Parveen Parmar, M.D., director of academic programs for the Institute on Inequalities in Global Health at the University of Southern California Keck School of Medicine, echoed the report’s emphasis that human rights should not be considered in isolation. She noted that implementing the report’s recommendations needs to be an interdisciplinary effort, involving “engagement with policymakers, economists and activists, and I think centrally, communities as well.”
“The language of human rights is so critically important, but I think we can do a better job of making it relevant and understandable to people from different communities,” Parmar said.
Rajat Khosla, director of the United Nations University International Institute for Global Health, noted the impact of the “multiple intersecting crises” discussed in the report on populations that are already experiencing significant hardship, such as migrants displaced by conflict, racial discrimination or climate change.
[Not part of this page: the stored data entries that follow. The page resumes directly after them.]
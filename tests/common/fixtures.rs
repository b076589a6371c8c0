//! Upstream fixtures mounted on a wiremock server

use wiremock::matchers::{method, path};
use wiremock::{Mock, MockServer, ResponseTemplate};

/// Catalog item released on GitHub as `{name}-linux-x64.tar.gz`
pub fn github_item(name: &str) -> String {
    format!(
        r#"{name}:
  website: github
  project_name: acme/{name}
  sample_url: "~/${{tag}}/{name}-${{system}}-${{arch}}${{suffix}}"
  system:
    linux: [linux, .tar.gz]
  architecture:
    amd64: x64
"#
    )
}

/// Catalog item published on F-Droid for arm64 only
pub fn fdroid_item(name: &str, package: &str) -> String {
    format!(
        r#"{name}:
  website: fdroid
  project_name: {package}
  architecture:
    arm64: arm64-v8a
"#
    )
}

/// Latest release lookup answering `tag`, expected `calls` times
pub async fn mount_release(server: &MockServer, name: &str, tag: &str, calls: u64) {
    Mock::given(method("GET"))
        .and(path(format!("/repos/acme/{}/releases/latest", name)))
        .respond_with(
            ResponseTemplate::new(200).set_body_json(serde_json::json!({ "tag_name": tag })),
        )
        .expect(calls)
        .named(format!("release lookup for {}", name))
        .mount(server)
        .await;
}

/// Release lookup refused with GitHub's quota message
pub async fn mount_rate_limited(server: &MockServer, name: &str) {
    Mock::given(method("GET"))
        .and(path(format!("/repos/acme/{}/releases/latest", name)))
        .respond_with(ResponseTemplate::new(403).set_body_json(serde_json::json!({
            "message": "API rate limit exceeded for 127.0.0.1."
        })))
        .mount(server)
        .await;
}

/// Release asset: HEAD redirects like GitHub does, GET serves `body` `downloads` times
pub async fn mount_asset(server: &MockServer, name: &str, tag: &str, body: &[u8], downloads: u64) {
    let asset = format!(
        "/acme/{name}/releases/download/{tag}/{name}-linux-x64.tar.gz"
    );
    Mock::given(method("HEAD"))
        .and(path(asset.clone()))
        .respond_with(ResponseTemplate::new(302).insert_header("Location", "/objects/asset"))
        .mount(server)
        .await;
    Mock::given(method("GET"))
        .and(path(asset))
        .respond_with(ResponseTemplate::new(200).set_body_bytes(body.to_vec()))
        .expect(downloads)
        .named(format!("asset download for {}", name))
        .mount(server)
        .await;
}

/// F-Droid package page listing one arm64 build plus its APK
pub async fn mount_fdroid_package(server: &MockServer, package: &str, code: &str, body: &[u8]) {
    let page = format!(
        r#"<html><body><div class="package-versions"><ul class="package-versions-list">
            <li class="package-version">
                <div class="package-version-header">
                    <a name="suggested"></a>
                    <a name="2.0.1"></a><a name="{code}"></a>
                    Version 2.0.1 ({code})
                </div>
                <p class="package-version-nativecode"><code class="package-nativecode">arm64-v8a</code></p>
            </li>
        </ul></div></body></html>"#
    );
    Mock::given(method("GET"))
        .and(path(format!("/packages/{}/", package)))
        .respond_with(ResponseTemplate::new(200).set_body_string(page))
        .mount(server)
        .await;

    let apk = format!("/repo/{}_{}.apk", package, code);
    Mock::given(method("HEAD"))
        .and(path(apk.clone()))
        .respond_with(ResponseTemplate::new(200))
        .mount(server)
        .await;
    Mock::given(method("GET"))
        .and(path(apk))
        .respond_with(ResponseTemplate::new(200).set_body_bytes(body.to_vec()))
        .mount(server)
        .await;
}

/// Project without any release, answered the way GitHub does
pub async fn mount_missing_release(server: &MockServer, name: &str) {
    Mock::given(method("GET"))
        .and(path(format!("/repos/acme/{}/releases/latest", name)))
        .respond_with(ResponseTemplate::new(404).set_body_json(serde_json::json!({
            "message": "Not Found"
        })))
        .mount(server)
        .await;
}
//! Source adapters
//!
//! One [`SourceAdapter`] per upstream kind turns a [`CatalogEntry`] into a
//! version string and a download URL. Adapters never touch the Cache Store;
//! the [`crate::cache::CacheManager`] drives them and owns persistence.
//!
//! ## Submodules
//!
//! - [`github`]: release lookup through the GitHub REST API
//! - [`fdroid`]: version scraping of F-Droid package pages
//! - [`static_link`]: fixed download links versioned by date
//! - [`probe`]: `HEAD` link validation
//! - [`template`]: download URL templates

use crate::config::FetchConfig;
use crate::db::CatalogEntry;
use crate::types::SourceKind;
use crate::{Error, Result};
use async_trait::async_trait;
use std::collections::HashMap;
use std::sync::Arc;

pub mod fdroid;
pub mod github;
pub mod probe;
pub mod static_link;
pub mod template;

pub use fdroid::FdroidAdapter;
pub use github::GithubAdapter;
pub use probe::LinkProbe;
pub use static_link::StaticLinkAdapter;

/// Upstream-specific version resolution and URL construction
///
/// Implementations are stateless with respect to the cache: the same entry may
/// be resolved concurrently from the batch orchestrator and from an on-demand
/// lookup.
#[async_trait]
pub trait SourceAdapter: Send + Sync {
    /// Source kind this adapter serves
    fn kind(&self) -> SourceKind;

    /// Resolve the newest upstream version of an entry
    ///
    /// # Errors
    ///
    /// - [`Error::RateLimited`] when the upstream refuses further requests
    /// - [`Error::NotFound`] when no matching release exists
    /// - [`Error::Network`] for transport failures that survived retries
    async fn latest_version(&self, entry: &CatalogEntry) -> Result<String>;

    /// Build the download URL of an entry for a resolved version
    fn format_url(&self, entry: &CatalogEntry, version: &str) -> Result<String>;

    /// Probe a download URL; any failure or unexpected status is `false`
    async fn is_valid_url(&self, url: &str) -> bool;

    /// Version string safe for use in a file name
    fn file_version(&self, version: &str) -> String {
        version.replace("%2F", "-")
    }
}

/// Adapters keyed by the source kind they serve
#[derive(Clone, Default)]
pub struct AdapterRegistry {
    adapters: HashMap<SourceKind, Arc<dyn SourceAdapter>>,
}

impl AdapterRegistry {
    /// Empty registry; adapters are added with [`AdapterRegistry::register`]
    pub fn new() -> Self {
        Self::default()
    }

    /// Registry holding the three built-in adapters
    pub fn from_config(fetch: &FetchConfig) -> Result<Self> {
        let probe = LinkProbe::new(fetch)?;
        let client = build_client(fetch)?;

        let mut registry = Self::new();
        registry.register(Arc::new(GithubAdapter::new(
            client.clone(),
            probe.clone(),
            fetch,
        )));
        registry.register(Arc::new(FdroidAdapter::new(client, probe.clone(), fetch)));
        registry.register(Arc::new(StaticLinkAdapter::new(probe)));
        Ok(registry)
    }

    /// Add an adapter, replacing any previous one for the same kind
    pub fn register(&mut self, adapter: Arc<dyn SourceAdapter>) {
        self.adapters.insert(adapter.kind(), adapter);
    }

    /// Adapter for a source kind
    pub fn get(&self, kind: SourceKind) -> Result<Arc<dyn SourceAdapter>> {
        self.adapters
            .get(&kind)
            .cloned()
            .ok_or_else(|| Error::UnknownSource(kind.to_string()))
    }

    /// Registered source kinds
    pub fn kinds(&self) -> Vec<SourceKind> {
        let mut kinds: Vec<_> = self.adapters.keys().copied().collect();
        kinds.sort();
        kinds
    }
}

impl std::fmt::Debug for AdapterRegistry {
    fn fmt(&self, f: &mut std::fmt::Formatter<'_>) -> std::fmt::Result {
        f.debug_struct("AdapterRegistry")
            .field("kinds", &self.kinds())
            .finish()
    }
}

/// HTTP client for version lookups and downloads
///
/// Follows redirects (release assets are served from a CDN behind a 302) and
/// carries the configured user agent. Per-request timeouts are set by callers.
pub(crate) fn build_client(fetch: &FetchConfig) -> Result<reqwest::Client> {
    reqwest::Client::builder()
        .user_agent(fetch.user_agent.clone())
        .connect_timeout(fetch.request_timeout)
        .build()
        .map_err(|e| Error::Other(format!("failed to build HTTP client: {}", e)))
}

/// Response body excerpt for log and error messages
pub(crate) fn truncate_body(body: &str) -> &str {
    const MAX: usize = 200;
    match body.char_indices().nth(MAX) {
        Some((idx, _)) => &body[..idx],
        None => body,
    }
}
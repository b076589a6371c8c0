use crate::Error;
use crate::source::SourceAdapter;
use crate::test_helpers::{FakeAdapter, create_test_manager, entry, test_config};
use crate::types::SourceKind;
use std::sync::Arc;
use std::sync::atomic::Ordering;
use std::time::Duration;
use tempfile::tempdir;
use wiremock::matchers::{method, path};
use wiremock::{Mock, MockServer, ResponseTemplate};


async fn serve_file(server: &MockServer, file: &str, body: Vec<u8>) {
    Mock::given(method("GET"))
        .and(path(format!("/files/{}", file)))
        .respond_with(ResponseTemplate::new(200).set_body_bytes(body))
        .mount(server)
        .await;
}

#[tokio::test]
async fn test_fetch_version_stores_artifact_and_record() {
    let dir = tempdir().unwrap();
    let server = MockServer::start().await;
    serve_file(&server, "demo-v1.0.bin", b"demo artifact".to_vec()).await;

    let config = test_config(&dir);
    let adapter = Arc::new(FakeAdapter::new(SourceKind::Github, &server.uri()));
    let manager = create_test_manager(&config, vec![adapter as Arc<dyn SourceAdapter>]).await;

    let demo = entry("demo", SourceKind::Github);
    let outcome = manager.fetch_version(&demo, "v1.0").await.unwrap();

    let path = outcome.path.clone().unwrap();
    assert_eq!(outcome.version, "v1.0");
    assert_eq!(path, manager.cache_dir().join("demo-linux-amd64-v1.0.bin"));
    assert_eq!(tokio::fs::read(&path).await.unwrap(), b"demo artifact");
    assert!(
        !manager.cache_dir().join(".demo-linux-amd64-v1.0.bin.part").exists(),
        "partial file must be renamed away"
    );

    let record = manager.db().lookup("demo", "linux", "amd64").await.unwrap().unwrap();
    assert_eq!(record.version, "v1.0");
    assert_eq!(record.path(), path);
}

#[tokio::test]
async fn test_new_version_replaces_previous_file() {
    let dir = tempdir().unwrap();
    let server = MockServer::start().await;
    serve_file(&server, "demo-v1.0.bin", b"one".to_vec()).await;
    serve_file(&server, "demo-v1.1.bin", b"two".to_vec()).await;

    let config = test_config(&dir);
    let adapter = Arc::new(FakeAdapter::new(SourceKind::Github, &server.uri()));
    let manager = create_test_manager(&config, vec![adapter as Arc<dyn SourceAdapter>]).await;
    let demo = entry("demo", SourceKind::Github);

    let first = manager.fetch_version(&demo, "v1.0").await.unwrap().path.unwrap();
    let second = manager.fetch_version(&demo, "v1.1").await.unwrap().path.unwrap();

    assert!(!first.exists(), "superseded artifact must be removed");
    assert!(second.exists());
    assert_eq!(manager.db().count_cache_records().await.unwrap(), 1);
    assert_eq!(
        manager.db().lookup("demo", "linux", "amd64").await.unwrap().unwrap().version,
        "v1.1"
    );
}

#[tokio::test]
async fn test_rejected_link_yields_empty_outcome() {
    let dir = tempdir().unwrap();
    let server = MockServer::start().await;

    let config = test_config(&dir);
    let adapter = Arc::new(FakeAdapter::new(SourceKind::Github, &server.uri()).with_invalid_links());
    let manager = create_test_manager(&config, vec![adapter as Arc<dyn SourceAdapter>]).await;

    let outcome = manager
        .fetch_version(&entry("demo", SourceKind::Github), "v1.0")
        .await
        .unwrap();

    assert!(!outcome.is_fetched());
    assert_eq!(outcome.version, "v1.0");
    assert!(manager.db().lookup("demo", "linux", "amd64").await.unwrap().is_none());
}

#[tokio::test]
async fn test_rejected_link_is_an_invalid_link_error() {
    let adapter = FakeAdapter::new(SourceKind::Github, "http://unused").with_invalid_links();

    let err = super::checked_link(&adapter, "http://unused/files/demo.bin".to_string())
        .await
        .unwrap_err();

    assert!(matches!(&err, Error::InvalidLink { url } if url == "http://unused/files/demo.bin"));
    assert!(err.is_item_level());
}

#[tokio::test]
async fn test_failed_download_leaves_no_partial_file() {
    let dir = tempdir().unwrap();
    let server = MockServer::start().await;
    serve_file(&server, "demo-v1.0.bin", b"old".to_vec()).await;
    Mock::given(method("GET"))
        .and(path("/files/demo-v2.0.bin"))
        .respond_with(ResponseTemplate::new(500))
        .mount(&server)
        .await;

    let config = test_config(&dir);
    let adapter = Arc::new(FakeAdapter::new(SourceKind::Github, &server.uri()));
    let manager = create_test_manager(&config, vec![adapter as Arc<dyn SourceAdapter>]).await;
    let demo = entry("demo", SourceKind::Github);

    let old = manager.fetch_version(&demo, "v1.0").await.unwrap().path.unwrap();
    let outcome = manager.fetch_version(&demo, "v2.0").await.unwrap();

    assert!(!outcome.is_fetched());
    assert!(old.exists(), "previous artifact must survive a failed refresh");
    let leftovers: Vec<_> = std::fs::read_dir(manager.cache_dir())
        .unwrap()
        .map(|e| e.unwrap().file_name().to_string_lossy().to_string())
        .filter(|n| n.ends_with(".part"))
        .collect();
    assert!(leftovers.is_empty(), "found partial files: {:?}", leftovers);
    assert_eq!(
        manager.db().lookup("demo", "linux", "amd64").await.unwrap().unwrap().version,
        "v1.0"
    );
}

#[tokio::test]
async fn test_resolve_path_drops_record_of_missing_file() {
    let dir = tempdir().unwrap();
    let server = MockServer::start().await;
    serve_file(&server, "demo-v1.0.bin", b"demo".to_vec()).await;

    let config = test_config(&dir);
    let adapter = Arc::new(FakeAdapter::new(SourceKind::Github, &server.uri()));
    let manager = create_test_manager(&config, vec![adapter as Arc<dyn SourceAdapter>]).await;
    let demo = entry("demo", SourceKind::Github);

    let path = manager.fetch_version(&demo, "v1.0").await.unwrap().path.unwrap();
    assert_eq!(manager.resolve_path(&demo).await.unwrap(), Some(path.clone()));

    std::fs::remove_file(&path).unwrap();

    assert_eq!(manager.resolve_path(&demo).await.unwrap(), None);
    assert!(
        manager.db().lookup("demo", "linux", "amd64").await.unwrap().is_none(),
        "record of a vanished file must be deleted"
    );
}

#[cfg(unix)]
#[tokio::test]
async fn test_unreadable_path_keeps_record() {
    let dir = tempdir().unwrap();
    let config = test_config(&dir);
    let manager = create_test_manager(&config, vec![]).await;
    let demo = entry("demo", SourceKind::Github);

    // A regular file used as a directory: stat fails with ENOTDIR, not ENOENT
    let not_a_dir = manager.cache_dir().join("plain.bin");
    std::fs::write(&not_a_dir, b"x").unwrap();
    manager
        .db()
        .upsert("demo", "linux", "amd64", "v1.0", &not_a_dir.join("demo.bin"))
        .await
        .unwrap();

    let result = manager.resolve_path(&demo).await;

    assert!(matches!(result, Err(Error::Io(_))), "got {:?}", result);
    assert!(
        manager.db().lookup("demo", "linux", "amd64").await.unwrap().is_some(),
        "record must survive an inconclusive existence check"
    );
}

#[tokio::test]
async fn test_stale_record_is_a_miss_but_kept() {
    let dir = tempdir().unwrap();
    let server = MockServer::start().await;
    serve_file(&server, "demo-v1.0.bin", b"demo".to_vec()).await;

    let config = test_config(&dir);
    let adapter = Arc::new(FakeAdapter::new(SourceKind::Github, &server.uri()));
    let manager = create_test_manager(&config, vec![adapter as Arc<dyn SourceAdapter>]).await;

    let mut demo = entry("demo", SourceKind::Github);
    demo.stale_duration_days = Some(1);
    manager.fetch_version(&demo, "v1.0").await.unwrap();
    assert!(manager.resolve_path(&demo).await.unwrap().is_some());

    let record = manager.db().lookup("demo", "linux", "amd64").await.unwrap().unwrap();
    let two_days_ago = chrono::Utc::now().timestamp() - 2 * 24 * 60 * 60;
    manager.db().set_last_modified(record.id, two_days_ago).await.unwrap();

    assert!(manager.resolve_path(&demo).await.unwrap().is_none());
    assert!(record.path().exists());
    assert!(manager.db().lookup("demo", "linux", "amd64").await.unwrap().is_some());

    // Entries without a stale duration never expire
    demo.stale_duration_days = None;
    assert!(manager.resolve_path(&demo).await.unwrap().is_some());
}

#[tokio::test]
async fn test_lookup_path_requires_catalog_entry() {
    let dir = tempdir().unwrap();
    let config = test_config(&dir);
    let manager = create_test_manager(&config, vec![]).await;

    assert!(matches!(
        manager.lookup_path("ghost", "linux", "amd64").await,
        Err(Error::NotFound(_))
    ));

    manager
        .db()
        .reload_catalog(&[entry("demo", SourceKind::Github)])
        .await
        .unwrap();
    assert_eq!(manager.lookup_path("demo", "linux", "amd64").await.unwrap(), None);
}

#[tokio::test]
async fn test_missing_adapter_is_unknown_source() {
    let dir = tempdir().unwrap();
    let config = test_config(&dir);
    let manager = create_test_manager(&config, vec![]).await;

    assert!(matches!(
        manager.refresh(&entry("demo", SourceKind::Fdroid)).await,
        Err(Error::UnknownSource(_))
    ));
}

#[tokio::test]
async fn test_get_file_refreshes_on_miss_then_hits() {
    let dir = tempdir().unwrap();
    let server = MockServer::start().await;
    serve_file(&server, "demo-v1.0.bin", b"demo".to_vec()).await;

    let config = test_config(&dir);
    let adapter = Arc::new(FakeAdapter::new(SourceKind::Github, &server.uri()));
    adapter.version("demo", "v1.0");
    let manager =
        create_test_manager(&config, vec![adapter.clone() as Arc<dyn SourceAdapter>]).await;
    manager
        .db()
        .reload_catalog(&[entry("demo", SourceKind::Github)])
        .await
        .unwrap();

    let first = manager.get_file("demo", "linux", "amd64").await.unwrap();
    assert!(first.as_ref().is_some_and(|p| p.exists()));
    assert_eq!(adapter.lookups.load(Ordering::SeqCst), 1);

    let second = manager.get_file("demo", "linux", "amd64").await.unwrap();
    assert_eq!(first, second);
    assert_eq!(
        adapter.lookups.load(Ordering::SeqCst),
        1,
        "a cache hit must not consult the adapter"
    );
}

#[tokio::test]
async fn test_get_file_times_out_but_refresh_completes() {
    let dir = tempdir().unwrap();
    let server = MockServer::start().await;
    Mock::given(method("GET"))
        .and(path("/files/demo-v1.0.bin"))
        .respond_with(
            ResponseTemplate::new(200)
                .set_body_bytes(b"slow".to_vec())
                .set_delay(Duration::from_millis(600)),
        )
        .mount(&server)
        .await;

    let mut config = test_config(&dir);
    config.cache.on_demand_timeout = Duration::from_millis(100);
    let adapter = Arc::new(FakeAdapter::new(SourceKind::Github, &server.uri()));
    adapter.version("demo", "v1.0");
    let manager = create_test_manager(&config, vec![adapter as Arc<dyn SourceAdapter>]).await;
    manager
        .db()
        .reload_catalog(&[entry("demo", SourceKind::Github)])
        .await
        .unwrap();

    assert_eq!(manager.get_file("demo", "linux", "amd64").await.unwrap(), None);

    // The background refresh keeps going
    let mut cached = None;
    for _ in 0..50 {
        tokio::time::sleep(Duration::from_millis(100)).await;
        cached = manager.lookup_path("demo", "linux", "amd64").await.unwrap();
        if cached.is_some() {
            break;
        }
    }
    assert!(cached.is_some(), "background refresh should have cached the file");
}
//! Cache record lookup, upsert and eviction queries.

use crate::error::DatabaseError;
use crate::types::CacheRecordId;
use crate::{Error, Result};
use std::path::Path;

use super::{CacheRecord, Database};

impl Database {
    /// Point lookup of the cache record for one identity
    pub async fn lookup(&self, name: &str, platform: &str, arch: &str) -> Result<Option<CacheRecord>> {
        sqlx::query_as::<_, CacheRecord>(
            r#"
            SELECT id, name, platform, arch, version, abs_path, last_modified
            FROM cache_records
            WHERE name = ? AND platform = ? AND arch = ?
            "#,
        )
        .bind(name)
        .bind(platform)
        .bind(arch)
        .fetch_optional(&self.pool)
        .await
        .map_err(|e| {
            Error::Database(DatabaseError::QueryFailed(format!(
                "Failed to look up cache record: {}",
                e
            )))
        })
    }

    /// Insert the cache record for an identity, or update it in place
    ///
    /// The `(name, platform, arch)` unique index guarantees a single row per
    /// identity; an existing row keeps its id and gets the new version, path
    /// and a fresh `last_modified`.
    pub async fn upsert(
        &self,
        name: &str,
        platform: &str,
        arch: &str,
        version: &str,
        path: &Path,
    ) -> Result<CacheRecordId> {
        let now = chrono::Utc::now().timestamp();
        let path = path.to_string_lossy();

        let id: i64 = sqlx::query_scalar(
            r#"
            INSERT INTO cache_records (name, platform, arch, version, abs_path, last_modified)
            VALUES (?, ?, ?, ?, ?, ?)
            ON CONFLICT(name, platform, arch) DO UPDATE SET
                version = excluded.version,
                abs_path = excluded.abs_path,
                last_modified = excluded.last_modified
            RETURNING id
            "#,
        )
        .bind(name)
        .bind(platform)
        .bind(arch)
        .bind(version)
        .bind(path.as_ref())
        .bind(now)
        .fetch_one(&self.pool)
        .await
        .map_err(|e| {
            Error::Database(DatabaseError::QueryFailed(format!(
                "Failed to upsert cache record: {}",
                e
            )))
        })?;

        Ok(CacheRecordId(id))
    }

    /// Delete a cache record
    pub async fn delete(&self, id: CacheRecordId) -> Result<()> {
        sqlx::query("DELETE FROM cache_records WHERE id = ?")
            .bind(id)
            .execute(&self.pool)
            .await
            .map_err(|e| {
                Error::Database(DatabaseError::QueryFailed(format!(
                    "Failed to delete cache record: {}",
                    e
                )))
            })?;

        Ok(())
    }

    /// Cache record with the smallest `last_modified` (ties broken by id)
    pub async fn oldest(&self) -> Result<Option<CacheRecord>> {
        sqlx::query_as::<_, CacheRecord>(
            r#"
            SELECT id, name, platform, arch, version, abs_path, last_modified
            FROM cache_records
            ORDER BY last_modified ASC, id ASC
            LIMIT 1
            "#,
        )
        .fetch_optional(&self.pool)
        .await
        .map_err(|e| {
            Error::Database(DatabaseError::QueryFailed(format!(
                "Failed to get oldest cache record: {}",
                e
            )))
        })
    }

    /// Oldest cache record other than `keep`
    ///
    /// Used by quota enforcement right after a write, so the record just
    /// written is never the eviction candidate even when it shares its
    /// `last_modified` second with older rows.
    pub async fn oldest_except(&self, keep: CacheRecordId) -> Result<Option<CacheRecord>> {
        sqlx::query_as::<_, CacheRecord>(
            r#"
            SELECT id, name, platform, arch, version, abs_path, last_modified
            FROM cache_records
            WHERE id != ?
            ORDER BY last_modified ASC, id ASC
            LIMIT 1
            "#,
        )
        .bind(keep)
        .fetch_optional(&self.pool)
        .await
        .map_err(|e| {
            Error::Database(DatabaseError::QueryFailed(format!(
                "Failed to get oldest cache record: {}",
                e
            )))
        })
    }

    /// Number of cache records
    pub async fn count_cache_records(&self) -> Result<i64> {
        sqlx::query_scalar("SELECT COUNT(*) FROM cache_records")
            .fetch_one(&self.pool)
            .await
            .map_err(|e| {
                Error::Database(DatabaseError::QueryFailed(format!(
                    "Failed to count cache records: {}",
                    e
                )))
            })
    }

    /// All cache records, oldest first
    pub async fn list_cache_records(&self) -> Result<Vec<CacheRecord>> {
        sqlx::query_as::<_, CacheRecord>(
            r#"
            SELECT id, name, platform, arch, version, abs_path, last_modified
            FROM cache_records
            ORDER BY last_modified ASC, id ASC
            "#,
        )
        .fetch_all(&self.pool)
        .await
        .map_err(|e| {
            Error::Database(DatabaseError::QueryFailed(format!(
                "Failed to list cache records: {}",
                e
            )))
        })
    }

    /// Overwrite `last_modified` of a record
    ///
    /// Used by maintenance tooling and tests to age records deterministically.
    /// Fails with [`DatabaseError::NotFound`] when no record has that id.
    pub async fn set_last_modified(&self, id: CacheRecordId, timestamp: i64) -> Result<()> {
        let result = sqlx::query("UPDATE cache_records SET last_modified = ? WHERE id = ?")
            .bind(timestamp)
            .bind(id)
            .execute(&self.pool)
            .await
            .map_err(|e| {
                Error::Database(DatabaseError::QueryFailed(format!(
                    "Failed to update last_modified: {}",
                    e
                )))
            })?;

        if result.rows_affected() == 0 {
            return Err(Error::Database(DatabaseError::NotFound(format!(
                "cache record {}",
                id
            ))));
        }

        Ok(())
    }
}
“The impact of these multiple intersecting crises on such populations is catastrophic,” Khosla said. He called the inability to hold those responsible for creating such conditions accountable a “failure of leadership,” underscoring the need for stronger international governance.
Salim S. Abdool Karim, M.B. ,Ch.B., director of the Centre for the AIDS Programme of Research in South Africa and a professor of global health at Columbia University, said the report “makes a very compelling case” that the health of all citizens is not reachable without a strong emphasis on human rights. He noted vaccine hoarding by rich countries during the COVID-19 pandemic as an illustration of how backsliding on the priority of human rights has worsened health disparities.
“We saw how global greed created this unconscionable inequity in access to biological countermeasures such as diagnostics, vaccines and oxygen,” Karim said. “We failed as a global community to stand as one against a common enemy.”